You might think that working with the student to achieve the positive result was the best part of this experience. Not so. The best part was what the student reminded me about suffering.

No one wants to suffer or stress. We don’t seek these experiences, but they are just as certain as the rising of the sun. If you haven’t yet suffered, failed, or faced defeat, just wait. And even though I am not advocating that we seek out these situations for the possible long-term benefit, this student reminded me that in the cause and effect of life, suffering can lead us to places beyond that which is possible in a life of perpetual victory.

In the Gospel of Matthew, Jesus teaches using short memorable statements we now call the Beatitudes. To ancient people, this form would have been familiar. They are proverbs. We know them from the book in the Hebrew Bible of the same name.

In the book of Proverbs, the statements follow a predictable pattern — good actions lead to good results. If you want good results, then do good things. The reverse is the same: bad leads to bad. For example, Proverbs 12:21 assures us: “No harm happens to the righteous, but the wicked are filled with trouble.”

Jesus gives us statements like this: “Blessed are those who mourn, for they will be comforted.” The form is the same, the pairing is off. Blessed are those who mourn? This formula does not calculate.

Blessed are those who are righteous. Yes, that works. Or if Jesus would have said “Blessed is he who is celebrating his birthday, for he shall have cake,” then we would have no problem. But mourning as a “blessed” experience?

Of course, we need to take the end of the statement into consideration: “for they will be comforted.”

Several years ago, when we lived on the East Coast, I was out raking leaves in the yard with my then 6-year-old son. In the distance, we heard a marching band. Quickly I remembered that it was the afternoon of our small-town Christmas parade. I scooped up my son and off we went.
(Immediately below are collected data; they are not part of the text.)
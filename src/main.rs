//! shardrun - sharded test run orchestration
//!
//! One binary hosts every role of the system:
//!
//! - the coordinator owns runs, gates them on dataset health and folds shard
//!   results into a terminal status
//! - the dispatcher plans runs into shard jobs and hands each to an executor
//! - the executor clones the project repository and runs one shard of tests
//!
//! ## Usage
//!
//! ```bash
//! # Start the services
//! shardrun coordinator --bind 0.0.0.0:8000
//! shardrun dispatcher
//! shardrun executor
//!
//! # Everything in one process for local development
//! shardrun --config ./shardrun.yaml standalone
//!
//! # Print the shard plan of a run
//! shardrun plan --run-id 42 --shards 4
//! ```

use anyhow::{Context, Result};
use clap::Parser;
use std::path::Path;
use std::sync::Arc;
use std::time::Duration;
use tokio::net::TcpListener;
use tokio::sync::watch;
use tracing::{info, warn};

mod api;
mod cli;
mod config;
mod coordinator;
mod dispatch;
mod executor;
mod gate;
mod http;
mod lifecycle;
mod models;
mod storage;
mod store;
mod utils;

use cli::Args;
use config::{AppConfig, ConfigFile};
use coordinator::CoordinatorService;
use dispatch::{DispatchState, Dispatcher, JobQueue, LocalEnqueuer, RetryPolicy};
use executor::ExecutorService;
use http::{Enqueuer, ExecutorEndpoint, HttpCoordinator, HttpExecutor, ServiceClient};

#[tokio::main]
async fn main() -> Result<()> {
    let args = Args::parse();
    let mut config = AppConfig::resolve(args.config.as_deref())?;
    utils::init_logger(&config.logging.level, args.verbose);

    match args.command {
        cli::Command::Coordinator(service) => {
            if let Some(bind) = service.bind {
                config.coordinator.bind = bind;
            }
            run_coordinator(&config).await?;
        }
        cli::Command::Dispatcher(service) => {
            if let Some(bind) = service.bind {
                config.dispatcher.bind = bind;
            }
            run_dispatcher(&config).await?;
        }
        cli::Command::Executor(service) => {
            if let Some(bind) = service.bind {
                config.executor.bind = bind;
            }
            run_executor(&config, args.config.as_deref()).await?;
        }
        cli::Command::RunShard => {
            let code = executor::run_shard(&config).await?;
            if code != 0 {
                std::process::exit(code);
            }
        }
        cli::Command::Standalone => {
            run_standalone(config, args.config.as_deref()).await?;
        }
        cli::Command::Plan(plan_args) => {
            show_plan(plan_args)?;
        }
        cli::Command::Config(config_args) => {
            manage_config(config_args, &config)?;
        }
    }

    Ok(())
}

/// Flips to `true` on Ctrl-C
fn shutdown_signal() -> watch::Receiver<bool> {
    let (tx, rx) = watch::channel(false);
    tokio::spawn(async move {
        if tokio::signal::ctrl_c().await.is_ok() {
            info!("Shutdown requested");
        }
        let _ = tx.send(true);
    });
    rx
}

async fn bind(addr: &str) -> Result<TcpListener> {
    TcpListener::bind(addr)
        .await
        .with_context(|| format!("Failed to bind {addr}"))
}

/// Loopback URL of a listener, for services in the same process
fn local_url(listener: &TcpListener) -> Result<String> {
    let port = listener.local_addr()?.port();
    Ok(format!("http://127.0.0.1:{port}"))
}

/// Dispatch worker over `queue`, calling the executor at `executor_url`
fn build_dispatcher(
    config: &AppConfig,
    queue: Arc<JobQueue>,
    executor_url: Option<&str>,
) -> Result<Dispatcher> {
    let settings = &config.dispatcher;
    let coordinator = Arc::new(HttpCoordinator::from_config(&config.coordinator)?);

    let executor = match executor_url {
        Some(url) => {
            let client = ServiceClient::new(url, settings.executor_timeout_secs)
                .context("Failed to build executor client")?;
            Some(Arc::new(HttpExecutor::new(client)) as Arc<dyn ExecutorEndpoint>)
        }
        None => {
            warn!("No executor configured, shard jobs will be skipped");
            None
        }
    };

    Ok(
        Dispatcher::new(queue, coordinator, executor, settings.max_concurrent)
            .with_retry(RetryPolicy::new(
                settings.max_attempts,
                Duration::from_millis(settings.backoff_ms),
            ))
            .with_poll_interval(Duration::from_secs(settings.poll_interval_secs.max(1))),
    )
}

fn open_queue(config: &AppConfig) -> Result<Arc<JobQueue>> {
    let path = config.dispatcher.queue_path();
    let queue = JobQueue::open(&path)
        .with_context(|| format!("Failed to open queue: {}", path.display()))?;
    info!("Queue at {} holds {} tasks", path.display(), queue.len()?);
    Ok(Arc::new(queue))
}

async fn run_coordinator(config: &AppConfig) -> Result<()> {
    let service = CoordinatorService::build(config, None).await?;
    let listener = bind(&config.coordinator.bind).await?;
    service.serve(listener, shutdown_signal()).await
}

async fn run_dispatcher(config: &AppConfig) -> Result<()> {
    let queue = open_queue(config)?;
    let dispatcher = build_dispatcher(
        config,
        queue.clone(),
        config.dispatcher.executor_url.as_deref(),
    )?;
    let listener = bind(&config.dispatcher.bind).await?;
    let shutdown = shutdown_signal();

    let worker = {
        let shutdown = shutdown.clone();
        tokio::spawn(async move { dispatcher.run(shutdown).await })
    };
    api::serve(
        "Dispatcher",
        listener,
        dispatch::router(DispatchState { queue }),
        api::wait_for_shutdown(shutdown),
    )
    .await?;
    worker.await.context("Dispatcher worker panicked")?;
    Ok(())
}

async fn run_executor(config: &AppConfig, config_path: Option<&str>) -> Result<()> {
    let service = ExecutorService::build(config, config_path)?;
    let listener = bind(&config.executor.bind).await?;
    service.serve(listener, shutdown_signal()).await
}

/// Coordinator, dispatcher and executor sharing one queue
async fn run_standalone(mut config: AppConfig, config_path: Option<&str>) -> Result<()> {
    let coordinator_listener = bind(&config.coordinator.bind).await?;
    let executor_listener = bind(&config.executor.bind).await?;
    config.coordinator.url = local_url(&coordinator_listener)?;
    let executor_url = match &config.dispatcher.executor_url {
        Some(url) => url.clone(),
        None => local_url(&executor_listener)?,
    };
    info!(
        "Standalone: coordinator at {}, executor at {}",
        config.coordinator.url, executor_url
    );

    let queue = open_queue(&config)?;
    let enqueuer: Arc<dyn Enqueuer> = Arc::new(LocalEnqueuer::new(queue.clone()));
    let coordinator = CoordinatorService::build(&config, Some(enqueuer)).await?;
    let executor = ExecutorService::build(&config, config_path)?;
    let dispatcher = build_dispatcher(&config, queue, Some(&executor_url))?;

    let shutdown = shutdown_signal();
    let worker = {
        let shutdown = shutdown.clone();
        tokio::spawn(async move { dispatcher.run(shutdown).await })
    };
    let (coordinator, executor) = tokio::join!(
        coordinator.serve(coordinator_listener, shutdown.clone()),
        executor.serve(executor_listener, shutdown),
    );
    worker.await.context("Dispatcher worker panicked")?;
    coordinator?;
    executor
}

fn show_plan(args: cli::PlanArgs) -> Result<()> {
    let shard_count = dispatch::resolve_shard_count(args.shards);
    let jobs = dispatch::plan(args.run_id, shard_count);

    match args.format.as_str() {
        "json" => println!("{}", serde_json::to_string_pretty(&jobs)?),
        "table" => {
            println!("Run {} in {} shards\n", args.run_id, jobs.len());
            println!("{:>6}  {:>6}  {}", "SHARD", "TOTAL", "KEY");
            println!("{:-<40}", "");
            for job in &jobs {
                println!("{:>6}  {:>6}  {}", job.shard_index, job.shard_total, job.key());
            }
        }
        other => anyhow::bail!("Unknown format: {other}. Use 'table' or 'json'."),
    }
    Ok(())
}

fn manage_config(args: cli::ConfigArgs, effective: &AppConfig) -> Result<()> {
    match args.action {
        cli::ConfigAction::Show { format } => {
            let output = match format.as_str() {
                "json" => serde_json::to_string_pretty(effective)?,
                "yaml" => serde_yaml::to_string(effective)?,
                other => anyhow::bail!("Unknown format: {other}. Use 'yaml' or 'json'."),
            };
            println!("{output}");
        }

        cli::ConfigAction::Init { output, force } => {
            let path = Path::new(&output);
            if path.exists() && !force {
                anyhow::bail!(
                    "Configuration file already exists: {output}. Use --force to overwrite."
                );
            }
            ConfigFile::example().save(path)?;
            println!("Configuration file created: {output}");
        }

        cli::ConfigAction::Validate { file } => {
            let path = match file {
                Some(file) => file,
                None => ConfigFile::find()
                    .map(|p| p.to_string_lossy().into_owned())
                    .ok_or_else(|| anyhow::anyhow!("No configuration file found"))?,
            };
            match ConfigFile::load(&path) {
                Ok(_) => println!("Configuration file is valid: {path}"),
                Err(e) => {
                    println!("Configuration file is invalid: {path}");
                    println!("  Error: {e:#}");
                    return Err(e);
                }
            }
        }

        cli::ConfigAction::Env => config::print_env_help(),
    }

    Ok(())
}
As we stood on the sidewalk, we saw a steady procession of Boy Scouts, Cub Scouts, Girl Scouts, Webelos, you name it. As one float packed with Brownies drifted by, I heard a familiar voice whisper into my left ear. I did not turn to look. It was my grandmother’s voice. In gentle tones, the voice said: “Hey baby, hey sweetheart.” Well it wasn’t my grandmother’s voice. It couldn’t have been her voice. She had died nine months earlier.

Instead, it was the voice of a different grandmother, calling out to a grandchild passing by in the parade. The tone though, and the situation was the same. I was taken back to the thousands of parades, concerts, and Little League baseball games where my grandmother had called to me: “Hey baby, hey sweetheart.” The hard emotions of grief that I had suppressed came roaring to the surface. In that moment, I experienced a profound moment of mourning —one I do not wish on anyone.

Children are perceptive to these things. My young son saw that I was struggling. I am sure he didn’t understand it, not at that young age, but he knew the best response. He hoisted himself into my arms, and in that second, I had one of the most profound experiences of comfort.

Life is full of struggle and stress, but in the larger world of loving relationships, between one another and between us and our Creator, mourning can lead to comfort and defeat can lead to redemption.

— Larry J. Frazier is a professor of theology and dean of the College of Education, Arts and Sciences at LeTourneau University. He earned his master’s degree from Southwestern Baptist Theological Seminary and doctorate from Baylor University. He teaches church history.